5. "There is no event in my life that I would be better without." ~Stephanie Fast
That's a quote from a woman who was a Korean orphan during the war there many years ago. She was taken to the train station by her mother and abandoned. She was around 4 or 5 years old. She was on her own for YEARS. No food but what she could find in the garbage or steal from others, no clothing, no shelter, no family, no medicine. She was beaten, raped, spit upon, cursed at, violated in every way. She was an outcast in her own country because she was bi-racial. She was rescued. Everyday people like you and me obeyed God and helped her. She was rescued and she was adopted. Just like every one of us who knows we need Jesus. Rescued and adopted. So she said this quote to us as she spoke, and she went on to say that it is true because she had found God's love, and he took every event and loss and pain, and breathed life into it, and now uses it for good. ~Surely, I can look at my own losses and pains (small in comparison, but mine to feel) and proclaim that "there is no event in my life that I would be better without." As heartbreaking as our adoption journey has been in moments, I can honestly say that I would not wish those pains away, because along with them would go the refining and the seeking and the growth, and the joy and peace of feeling God holding me in it all.

6. I am a frail, weak vessel... a clay pot, and yet God is pleased to use me. He WILL use me. He IS using me. I thought he'd use me to mother children who needed mothering. I still think he will one day. But, He is confirming to my heart that he is using me RIGHT NOW. If nothing else, people who know me now know where a little country called Liberia is. They know names of beautiful children. Their hearts are invested because they've watched our story unfold. I need to see that as enough, God wants me to acknowledge that that is not pointless.

7. I want to "steward my story" well. Mary Beth Chapman spoke one night. It was amazing to hear her speak about the loss of her daughter, and the way the Lord has been healing her family over the last 2 years. But the thing that captured my attention was when she spoke of the story God had given them to steward. We talk all the time about being good stewards of our money. What about the stories of our lives and circumstances? We have a choice about how we handle the things God has allowed to touch us. We have a choice about how we speak of them and how we speak of him. We can let our stories destroy our faith and even our lives, or we can ask God, in his mercy, to allow us to steward them well, to USE them. I want that. I have always been very aware that others are watching how we will respond to heartache and disappointment, but I am challenged to let the Lord use our story for his good... for his glory and his name's sake.

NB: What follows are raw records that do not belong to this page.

//! Response Segmenter
//!
//! Splits a generated reply into sentence-like chunks so it can be delivered
//! as several messages, like someone typing.

use std::time::Duration;

/// Delay per character of the chunk just sent
pub const PER_CHAR_DELAY: Duration = Duration::from_millis(50);

/// Lower bound for the pause between chunks
pub const MIN_CHUNK_DELAY: Duration = Duration::from_millis(200);

/// Split at `.`, `?` or `!` followed by whitespace.
///
/// The terminal mark stays with its chunk; the whitespace run after it is
/// dropped. Leading/trailing whitespace of the whole text is trimmed.
pub fn split_sentences(text: &str) -> Vec<String> {
    let text = text.trim();
    let mut chunks = Vec::new();
    let mut start = 0;
    let mut chars = text.char_indices().peekable();

    while let Some((i, c)) = chars.next() {
        if !matches!(c, '.' | '?' | '!') {
            continue;
        }
        let at_boundary = chars.peek().is_some_and(|&(_, next)| next.is_whitespace());
        if !at_boundary {
            continue;
        }

        chunks.push(text[start..i + c.len_utf8()].to_string());
        while chars.peek().is_some_and(|&(_, w)| w.is_whitespace()) {
            chars.next();
        }
        start = chars.peek().map_or(text.len(), |&(j, _)| j);
    }

    if start < text.len() {
        chunks.push(text[start..].to_string());
    }

    chunks
}

/// Pause after emitting `chunk`: `max(chars * 50ms, 200ms)`
pub fn pacing_delay(chunk: &str) -> Duration {
    let chars = chunk.chars().count() as u32;
    (PER_CHAR_DELAY * chars).max(MIN_CHUNK_DELAY)
}

#[cfg(test)]
mod tests {
    use super::*;

    /// Remove whitespace runs that follow a sentence mark
    fn without_boundaries(text: &str) -> String {
        let mut out = String::new();
        let mut skipping = false;
        let mut prev = None;
        for c in text.trim().chars() {
            if skipping && c.is_whitespace() {
                continue;
            }
            skipping = false;
            if c.is_whitespace() && matches!(prev, Some('.' | '?' | '!')) {
                skipping = true;
                continue;
            }
            out.push(c);
            prev = Some(c);
        }
        out
    }

    #[test]
    fn test_splits_on_each_mark() {
        let chunks = split_sentences("I'm home. Did you eat? I made curry!");
        assert_eq!(chunks, vec!["I'm home.", "Did you eat?", "I made curry!"]);
    }

    #[test]
    fn test_newline_is_a_boundary() {
        let chunks = split_sentences("Good morning.\n\nSleep well?");
        assert_eq!(chunks, vec!["Good morning.", "Sleep well?"]);
    }

    #[test]
    fn test_marks_without_whitespace_do_not_split() {
        let chunks = split_sentences("It costs 3.50 at the shop... really?! Yes.");
        assert_eq!(chunks, vec!["It costs 3.50 at the shop...", "really?!", "Yes."]);
    }

    #[test]
    fn test_trailing_text_without_mark() {
        let chunks = split_sentences("  Sure. see you tomorrow  ");
        assert_eq!(chunks, vec!["Sure.", "see you tomorrow"]);
    }

    #[test]
    fn test_empty_and_blank() {
        assert!(split_sentences("").is_empty());
        assert!(split_sentences("   \n ").is_empty());
    }

    #[test]
    fn test_concatenation_reconstructs_text() {
        let samples = [
            "One. Two? Three!",
            "No marks at all",
            "Line one.\nLine two.  Line three",
            "Wait... what?!  Okay.\tFine.",
            "안녕하세요. 반가워요!",
        ];
        for sample in samples {
            let joined: String = split_sentences(sample).concat();
            assert_eq!(joined, without_boundaries(sample), "sample: {sample:?}");
        }
    }

    #[test]
    fn test_pacing_delay() {
        assert_eq!(pacing_delay("Hi."), MIN_CHUNK_DELAY);
        assert_eq!(pacing_delay("Exactly ten"), Duration::from_millis(550));
        assert_eq!(pacing_delay(""), MIN_CHUNK_DELAY);
    }
}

8. God has broken our hearts for the things that break his. And I am thankful. I am not saying it's easy, but I wouldn't want it any other way. If we are not broken over his people, over his children, then we need his softening. I did not ask to be broken hearted for children in the foster system. Or medical needs children. Or severely handicapped children (at the hands of their birth families). Or siblings groups of 4. Or 2. Or 8. Or biracial infants that no one seems to want. Or orphans in Africa. Or Liberian beauties by the names of Kelvin and Hawa. Or AIDS orphans. Or young women who are trafficked. Or starving children. Or children with diseases.
I did not ask to be heartbroken for them, but now I am. And there's no turning back. I am aware now, I am responsible to act now. I cannot turn away and leave them. Maybe all I can do is tell their story right now... but at least that's something.

9. God brings rain to the dry ground, and he rebuilds the pieces that he has torn away. He confirmed to me, over and over in the last week, that he will bring healing and rest and hope. He already is. I trust that he will complete what he has begun in me. I trust that he will continue to hold me close and teach my heart. I trust that he will care for those I love. I trust that when the tears come, he understands and is longing with me for the things that have captured my heart. What a great God we serve.